● EXERCISE AIM: I need only the number of lines in this data that contain the string "over".

•••••

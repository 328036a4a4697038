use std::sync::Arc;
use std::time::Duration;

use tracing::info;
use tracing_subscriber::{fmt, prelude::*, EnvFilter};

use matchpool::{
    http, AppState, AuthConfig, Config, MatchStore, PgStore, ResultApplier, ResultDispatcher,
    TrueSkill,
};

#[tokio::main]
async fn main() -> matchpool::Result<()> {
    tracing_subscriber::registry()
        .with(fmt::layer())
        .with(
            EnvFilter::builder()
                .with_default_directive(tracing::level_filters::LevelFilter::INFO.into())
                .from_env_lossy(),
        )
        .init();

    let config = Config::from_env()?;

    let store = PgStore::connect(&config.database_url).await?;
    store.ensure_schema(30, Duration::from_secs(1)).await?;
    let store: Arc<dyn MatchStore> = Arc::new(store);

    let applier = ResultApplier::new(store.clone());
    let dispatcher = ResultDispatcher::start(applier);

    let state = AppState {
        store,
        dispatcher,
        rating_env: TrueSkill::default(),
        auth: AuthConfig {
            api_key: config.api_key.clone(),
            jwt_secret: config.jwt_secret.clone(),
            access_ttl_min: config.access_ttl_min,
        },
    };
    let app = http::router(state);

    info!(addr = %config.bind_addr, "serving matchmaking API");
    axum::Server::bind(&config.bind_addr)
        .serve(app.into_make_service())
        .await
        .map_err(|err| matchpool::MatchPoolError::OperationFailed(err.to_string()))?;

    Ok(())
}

•••••

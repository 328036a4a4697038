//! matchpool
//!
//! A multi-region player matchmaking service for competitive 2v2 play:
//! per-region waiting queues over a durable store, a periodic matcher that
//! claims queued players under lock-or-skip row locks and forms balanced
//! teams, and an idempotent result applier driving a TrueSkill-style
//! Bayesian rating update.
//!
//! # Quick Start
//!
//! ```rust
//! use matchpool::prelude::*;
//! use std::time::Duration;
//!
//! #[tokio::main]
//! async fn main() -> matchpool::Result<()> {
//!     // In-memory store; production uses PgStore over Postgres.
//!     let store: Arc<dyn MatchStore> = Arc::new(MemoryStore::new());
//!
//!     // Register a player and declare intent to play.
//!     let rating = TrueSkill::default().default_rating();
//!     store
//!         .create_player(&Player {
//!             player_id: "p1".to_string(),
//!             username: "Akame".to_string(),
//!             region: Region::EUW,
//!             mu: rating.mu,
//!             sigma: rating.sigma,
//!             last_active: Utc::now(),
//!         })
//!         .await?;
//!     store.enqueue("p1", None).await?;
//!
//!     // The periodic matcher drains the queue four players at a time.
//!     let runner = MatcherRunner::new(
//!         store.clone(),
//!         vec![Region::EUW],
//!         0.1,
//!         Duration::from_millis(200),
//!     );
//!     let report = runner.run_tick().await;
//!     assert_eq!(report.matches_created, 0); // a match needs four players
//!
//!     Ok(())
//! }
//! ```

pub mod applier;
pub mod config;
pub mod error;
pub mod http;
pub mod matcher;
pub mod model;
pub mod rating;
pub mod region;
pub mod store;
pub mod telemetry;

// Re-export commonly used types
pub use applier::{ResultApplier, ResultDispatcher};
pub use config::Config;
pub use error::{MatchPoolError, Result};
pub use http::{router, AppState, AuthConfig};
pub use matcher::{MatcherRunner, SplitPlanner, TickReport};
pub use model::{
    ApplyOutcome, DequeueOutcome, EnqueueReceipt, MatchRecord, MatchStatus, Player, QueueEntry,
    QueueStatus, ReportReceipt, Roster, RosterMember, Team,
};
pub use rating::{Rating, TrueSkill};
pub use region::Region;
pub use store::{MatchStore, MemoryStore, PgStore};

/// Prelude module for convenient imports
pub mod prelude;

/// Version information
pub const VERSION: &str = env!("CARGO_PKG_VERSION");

•••••

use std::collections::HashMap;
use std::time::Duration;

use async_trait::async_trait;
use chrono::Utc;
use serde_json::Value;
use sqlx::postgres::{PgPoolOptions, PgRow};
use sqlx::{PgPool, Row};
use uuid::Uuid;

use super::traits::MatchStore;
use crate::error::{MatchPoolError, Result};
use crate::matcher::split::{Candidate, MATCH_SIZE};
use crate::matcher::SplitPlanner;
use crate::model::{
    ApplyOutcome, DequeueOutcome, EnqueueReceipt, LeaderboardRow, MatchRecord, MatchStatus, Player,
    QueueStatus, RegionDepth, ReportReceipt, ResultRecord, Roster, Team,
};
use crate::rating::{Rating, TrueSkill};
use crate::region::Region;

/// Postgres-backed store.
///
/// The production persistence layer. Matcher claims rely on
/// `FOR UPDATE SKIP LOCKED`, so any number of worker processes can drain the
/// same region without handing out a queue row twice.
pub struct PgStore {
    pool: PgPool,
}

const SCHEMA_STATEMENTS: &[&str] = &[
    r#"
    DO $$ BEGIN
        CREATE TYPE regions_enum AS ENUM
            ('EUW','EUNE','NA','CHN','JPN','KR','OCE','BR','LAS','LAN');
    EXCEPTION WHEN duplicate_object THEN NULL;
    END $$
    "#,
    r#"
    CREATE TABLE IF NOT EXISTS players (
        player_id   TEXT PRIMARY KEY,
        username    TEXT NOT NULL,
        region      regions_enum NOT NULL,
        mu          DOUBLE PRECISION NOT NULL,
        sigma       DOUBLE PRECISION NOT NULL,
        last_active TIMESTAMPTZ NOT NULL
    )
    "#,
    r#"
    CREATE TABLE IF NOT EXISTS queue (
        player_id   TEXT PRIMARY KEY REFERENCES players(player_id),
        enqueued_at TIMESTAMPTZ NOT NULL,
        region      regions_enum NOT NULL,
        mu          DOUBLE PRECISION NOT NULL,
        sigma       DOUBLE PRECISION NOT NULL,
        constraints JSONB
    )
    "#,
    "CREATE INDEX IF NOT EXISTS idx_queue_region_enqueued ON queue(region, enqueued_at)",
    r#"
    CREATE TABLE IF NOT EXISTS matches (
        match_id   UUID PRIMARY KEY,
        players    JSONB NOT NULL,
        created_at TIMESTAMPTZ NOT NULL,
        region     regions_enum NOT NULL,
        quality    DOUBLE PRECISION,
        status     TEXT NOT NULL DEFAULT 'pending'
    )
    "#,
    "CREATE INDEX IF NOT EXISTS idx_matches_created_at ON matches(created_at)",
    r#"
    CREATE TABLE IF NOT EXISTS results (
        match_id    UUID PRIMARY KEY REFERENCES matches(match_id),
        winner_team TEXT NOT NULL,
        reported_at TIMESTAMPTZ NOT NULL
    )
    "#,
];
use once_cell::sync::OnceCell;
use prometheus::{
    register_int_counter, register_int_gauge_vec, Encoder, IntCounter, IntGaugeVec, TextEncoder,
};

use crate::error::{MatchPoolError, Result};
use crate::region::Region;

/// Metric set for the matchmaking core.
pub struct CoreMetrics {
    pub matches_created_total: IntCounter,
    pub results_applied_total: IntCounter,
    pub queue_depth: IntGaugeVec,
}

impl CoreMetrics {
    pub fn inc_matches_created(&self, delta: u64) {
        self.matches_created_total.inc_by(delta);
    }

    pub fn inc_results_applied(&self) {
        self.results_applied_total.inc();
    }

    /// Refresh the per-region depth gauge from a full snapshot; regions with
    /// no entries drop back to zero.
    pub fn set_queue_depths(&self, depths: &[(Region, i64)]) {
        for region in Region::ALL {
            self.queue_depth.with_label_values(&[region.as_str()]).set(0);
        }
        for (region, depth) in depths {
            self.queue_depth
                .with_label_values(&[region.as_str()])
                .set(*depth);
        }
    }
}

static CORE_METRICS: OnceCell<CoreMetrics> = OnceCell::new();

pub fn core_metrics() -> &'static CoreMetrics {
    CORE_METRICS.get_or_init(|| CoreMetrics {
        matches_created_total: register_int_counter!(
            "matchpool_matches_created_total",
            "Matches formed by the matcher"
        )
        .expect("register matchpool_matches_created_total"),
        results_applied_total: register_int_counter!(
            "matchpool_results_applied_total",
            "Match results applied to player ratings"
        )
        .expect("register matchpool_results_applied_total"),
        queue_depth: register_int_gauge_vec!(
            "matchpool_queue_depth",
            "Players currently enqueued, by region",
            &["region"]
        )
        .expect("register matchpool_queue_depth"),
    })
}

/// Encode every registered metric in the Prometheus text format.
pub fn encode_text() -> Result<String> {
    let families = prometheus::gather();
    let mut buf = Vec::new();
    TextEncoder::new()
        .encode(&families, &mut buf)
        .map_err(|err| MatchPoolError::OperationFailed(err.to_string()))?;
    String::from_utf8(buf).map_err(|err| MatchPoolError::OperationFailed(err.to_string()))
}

•••••

● EXERCISE RESULT: 2